Sirolimus is a white to off-white powder that is insoluble in water but freely soluble in benryl alcohol, chloroform, and other organic solvents. The commercially available oral solution of sirolimus (Rapamune) contains 1 mg/mL of sirolimus, about 2% ethanol, and the following inactive ingredients: Phosal 50 PG (phosphatidylcholine, propylene glycol, monodiglycerides, ethanol, soy fatty acids, and ascorbyl palmitate) and Polysorbate 80, NF.
Sirolimus inhibits the activation and proliferation of T lymphocyte in response to stimulation by antigens and cytokines (IL-2, IL-4, and IL-15). This inhibition is believed to be mediated by a mechanism that is distinct from that of tacrolimus, cyclosporine (CSA), or other immunosuppressants. Sirolimus also inhibits antibody production.
In cells, sirolimus binds to the immunophilin, FK Binding Protein-12 (FKBP-12). The sirolimus:FKBP-12 complex, which has no effect on calcineurin activity, binds to and inhibits the activation of the mammalian Target Of Rapamycin (mTOR), a key regulatory kinase. This inhibition suppresses cytokine-driven T-cell proliferation, inhibiting the progression of the cell cycle from the G1 to the S phase .
In some animal studies, sirolimus induced tolerization; the immunosuppressive effect lasted up to 6 months after discontinuation of therapy.
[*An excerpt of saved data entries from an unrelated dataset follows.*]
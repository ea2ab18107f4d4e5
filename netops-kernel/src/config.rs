use crate::error::ConfigError;
use crate::transport::DEFAULT_RECONNECT_DELAY;
use serde::{Deserialize, Serialize};
use std::path::Path;
use std::time::Duration;
use tokio::fs;
use tracing::warn;
use url::Url;

#[derive(Debug, Serialize, Deserialize, Clone, PartialEq)]
#[serde(default)]
pub struct NetOpsConfig {
    pub feed: EndpointConf,
    pub logs: EndpointConf,
    pub reconnect_delay_secs: u64,
    pub map: MapConf,
    pub sample_data: bool,
}

#[derive(Debug, Serialize, Deserialize, Clone, PartialEq)]
pub struct EndpointConf {
    pub url: String, // ex: "ws://localhost:8081/ws"
}

#[derive(Debug, Serialize, Deserialize, Clone, PartialEq)]
#[serde(default)]
pub struct MapConf {
    pub style_url: String,
    pub center: [f64; 2], // [lng, lat]
    pub zoom: f64,
}

impl Default for MapConf {
    fn default() -> Self {
        Self {
            style_url: "https://basemaps.cartocdn.com/gl/dark-matter-gl-style/style.json".into(),
            center: [-95.7129, 37.0902],
            zoom: 4.0,
        }
    }
}

impl Default for NetOpsConfig {
    fn default() -> Self {
        Self {
            feed: EndpointConf { url: "ws://localhost:8081/ws".into() },
            logs: EndpointConf { url: "ws://localhost:8081/logs".into() },
            reconnect_delay_secs: DEFAULT_RECONNECT_DELAY.as_secs(),
            map: MapConf::default(),
            sample_data: false,
        }
    }
}

impl NetOpsConfig {
    pub fn reconnect_delay(&self) -> Duration {
        Duration::from_secs(self.reconnect_delay_secs)
    }

    pub fn feed_url(&self) -> Result<Url, ConfigError> {
        parse_ws_url("feed", &self.feed.url)
    }

    pub fn logs_url(&self) -> Result<Url, ConfigError> {
        parse_ws_url("logs", &self.logs.url)
    }

    /// NETOPS_FEED_URL / NETOPS_LOGS_URL ont priorité sur le fichier.
    pub fn apply_env_overrides(&mut self) {
        if let Ok(url) = std::env::var("NETOPS_FEED_URL") {
            self.feed.url = url;
        }
        if let Ok(url) = std::env::var("NETOPS_LOGS_URL") {
            self.logs.url = url;
        }
    }
}

fn parse_ws_url(field: &'static str, value: &str) -> Result<Url, ConfigError> {
    let url = Url::parse(value).map_err(|source| ConfigError::InvalidUrl {
        field,
        value: value.to_string(),
        source,
    })?;
    match url.scheme() {
        "ws" | "wss" => Ok(url),
        _ => Err(ConfigError::UnsupportedScheme { field, value: value.to_string() }),
    }
}

pub fn parse_config(text: &str) -> Result<NetOpsConfig, ConfigError> {
    if text.trim().is_empty() {
        return Ok(NetOpsConfig::default());
    }
    let mut cfg: NetOpsConfig = serde_yaml::from_str(text)?;
    // 0 = reconnexions en boucle sans pause contre un backend injoignable
    if cfg.reconnect_delay_secs == 0 {
        warn!(
            "[config] reconnect_delay_secs must be > 0, using {}s",
            DEFAULT_RECONNECT_DELAY.as_secs()
        );
        cfg.reconnect_delay_secs = DEFAULT_RECONNECT_DELAY.as_secs();
    }
    Ok(cfg)
}

/// Fichier absent ou invalide : config par défaut + avertissement.
pub async fn load_config_from(path: &Path) -> NetOpsConfig {
    if !path.exists() {
        warn!("[config] no {} found, using default config", path.display());
        return NetOpsConfig::default();
    }
    let loaded = match fs::read_to_string(path).await {
        Ok(text) => parse_config(&text),
        Err(e) => Err(ConfigError::from(e)),
    };
    loaded.unwrap_or_else(|e| {
        warn!("[config] invalid config {}: {e}", path.display());
        NetOpsConfig::default()
    })
}

pub async fn load_config() -> NetOpsConfig {
    let path = std::env::var("NETOPS_CONFIG").unwrap_or_else(|_| "netops.yaml".into());
    let mut cfg = load_config_from(Path::new(&path)).await;
    cfg.apply_env_overrides();
    cfg
}
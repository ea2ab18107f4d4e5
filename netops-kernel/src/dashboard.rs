/**
 * DASHBOARD CONSOLE - Rendu texte des panneaux
 *
 * RÔLE : Statut réseau, détails du nœud sélectionné, liste filtrée, menaces,
 * fin du terminal. Vues pures sur un snapshot du store.
 *
 * ARCHITECTURE : `Dashboard` réaffiche l'écran à chaque changement du store,
 * du scrollback ou de l'état du feed.
 */

use crate::logstream::{LogEntry, Scrollback};
use crate::models::NetworkNode;
use crate::presentation::{
    connection_count_label, device_icon, filter_facets, ip_version, status_summary, threat_markers,
    time_ago, visible_nodes,
};
use crate::state::TopologyState;
use crate::store::{StoreChange, TopologyStore};
use crate::transport::ConnectionState;
use std::fmt::Write;
use time::OffsetDateTime;
use tokio::sync::broadcast::{self, error::RecvError};
use tokio::sync::watch;
use tracing::{debug, info, warn};

pub fn connection_label(state: ConnectionState) -> &'static str {
    match state {
        ConnectionState::Open => "CONNECTED",
        ConnectionState::Connecting => "CONNECTING...",
        ConnectionState::Disconnected => "DISCONNECTED",
    }
}

pub fn render_status_panel(state: &TopologyState, feed: ConnectionState) -> String {
    let summary = status_summary(&state.nodes);
    let mut out = String::new();
    let _ = writeln!(out, "NETWORK STATUS  [{}]", connection_label(feed));
    let _ = writeln!(
        out,
        "  nodes {:>4}   online {:>4}   offline {:>4}   connections {:>6}",
        summary.total, summary.online, summary.offline, summary.connections
    );
    let _ = writeln!(
        out,
        "  links {:>4}   threats {:>3}   zone filter {}",
        state.connections.len(),
        state.threat_events.len(),
        state.filtered_zone.map(|z| format!("{z:?}")).unwrap_or_else(|| "none".into()),
    );
    let facets = filter_facets(&state.nodes);
    if !facets.owners.is_empty() {
        let _ = writeln!(out, "  owners {}", facets.owners.join(", "));
    }
    out
}

pub fn render_node_details(node: &NetworkNode, now: OffsetDateTime) -> String {
    let mut rows = vec![
        ("name", format!("{} {}", device_icon(node.device_type), node.name)),
        ("type", node.device_type.as_str().to_string()),
        ("status", node.status.as_str().to_string()),
        ("ip", format!("{} ({})", node.ip_address, ip_version(&node.ip_address))),
    ];
    if let Some(zone) = node.security_zone {
        rows.push(("zone", format!("{zone:?}")));
    }
    if let Some(owner) = &node.owner {
        rows.push(("owner", owner.clone()));
    }
    if let Some(asn) = &node.asn {
        rows.push(("asn", asn.clone()));
    }
    if let Some(label) = connection_count_label(node.connections) {
        rows.push(("active", label));
    }
    if let Some(process) = &node.process {
        rows.push(("process", process.clone()));
    }
    if let Some(metrics) = &node.metrics {
        rows.push((
            "metrics",
            format!(
                "cpu {:.0}%  mem {:.0}%  bw {:.0} Mbps",
                metrics.cpu, metrics.memory, metrics.bandwidth
            ),
        ));
    }
    if let Some(last_seen) = node.last_seen {
        rows.push(("last seen", time_ago(last_seen, now)));
    }

    let mut out = String::new();
    for (label, value) in rows {
        let _ = writeln!(out, "  {label:<10} {value}");
    }
    out
}

pub fn render_threats(state: &TopologyState) -> Vec<String> {
    threat_markers(&state.threat_events, &state.nodes)
        .into_iter()
        .map(|m| format!("{} {} on {}", m.icon, m.title, m.node_name))
        .collect()
}

/// Une ligne par nœud laissé par le filtre de zone.
pub fn render_node_list(state: &TopologyState) -> Vec<String> {
    visible_nodes(state)
        .into_iter()
        .map(|n| format!("{} {:<20} {:<15} {}", device_icon(n.device_type), n.name, n.ip_address, n.status.as_str()))
        .collect()
}

pub fn render_log_line(entry: &LogEntry) -> String {
    format!("[{}] {} {}", entry.timestamp, entry.level.prefix(), entry.message)
}

pub struct Dashboard {
    store: TopologyStore,
    scrollback: Scrollback,
    changes: broadcast::Receiver<StoreChange>,
    logs: watch::Receiver<u64>,
    feed: watch::Receiver<ConnectionState>,
    tail: usize,
}

impl Dashboard {
    pub fn new(
        store: TopologyStore,
        scrollback: Scrollback,
        feed: watch::Receiver<ConnectionState>,
        tail: usize,
    ) -> Self {
        Self {
            changes: store.subscribe(),
            logs: scrollback.subscribe(),
            store,
            scrollback,
            feed,
            tail,
        }
    }

    /// Écran complet : statut, nœud sélectionné, fin du terminal.
    pub fn render(&self) -> String {
        let snapshot = self.store.snapshot();
        let mut out = render_status_panel(&snapshot, *self.feed.borrow());
        if let Some(node) = &snapshot.selected_node {
            out.push_str("SELECTED\n");
            out.push_str(&render_node_details(node, OffsetDateTime::now_utc()));
        }
        for entry in self.scrollback.tail(self.tail) {
            let _ = writeln!(out, "{}", render_log_line(&entry));
        }
        out
    }

    /// Attend le prochain changement (store, logs ou état du feed) et rend
    /// l'écran. `None` quand une source est fermée.
    pub async fn next_frame(&mut self) -> Option<String> {
        tokio::select! {
            change = self.changes.recv() => match change {
                Ok(change) => debug!(?change, "store changed"),
                Err(RecvError::Lagged(skipped)) => {
                    warn!("[dashboard] lagged, {skipped} notifications skipped");
                }
                Err(RecvError::Closed) => return None,
            },
            changed = self.logs.changed() => changed.ok()?,
            changed = self.feed.changed() => {
                changed.ok()?;
                info!("[dashboard] feed {}", self.feed.borrow_and_update().as_str());
            }
        }
        Some(self.render())
    }
}
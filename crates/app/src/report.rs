use engine::{
    Analytics, Currency, Debt, Engine, LedgerDiagnostics, MemberBalance, Period, Snapshot,
    available_years,
};
use serde::Serialize;

/// Everything the binary prints for one snapshot.
#[derive(Debug, Serialize)]
pub struct Report {
    pub currency: Currency,
    pub debts: Vec<Debt>,
    pub balances: Vec<MemberBalance>,
    pub diagnostics: LedgerDiagnostics,
    pub available_years: Vec<i32>,
    pub analytics: Analytics,
}

impl Report {
    pub fn build(engine: &Engine, snapshot: &Snapshot, period: Period) -> engine::ResultEngine<Self> {
        let settlement = engine.settle(snapshot);
        let analytics = engine.analytics(snapshot, period)?;

        Ok(Self {
            currency: engine.currency(),
            debts: settlement.debts,
            balances: settlement.balances,
            diagnostics: settlement.diagnostics,
            available_years: available_years(&snapshot.expenses),
            analytics,
        })
    }

    pub fn to_json(&self, pretty: bool) -> serde_json::Result<String> {
        if pretty {
            serde_json::to_string_pretty(self)
        } else {
            serde_json::to_string(self)
        }
    }
}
Whether sirolimus can induce significant tolerization in humans is yet to be established.
Sirolimus is FDA approved as an adjunctive agent (in combination with CSA + steroids) for the prevention of acute renal allograft rejection. In clinical trials, sirolimus (+ CSA + steroids) reduced the incidence of biopsy-proven acute rejection by about 40% during the 1st 6 months of therapy compared placebo.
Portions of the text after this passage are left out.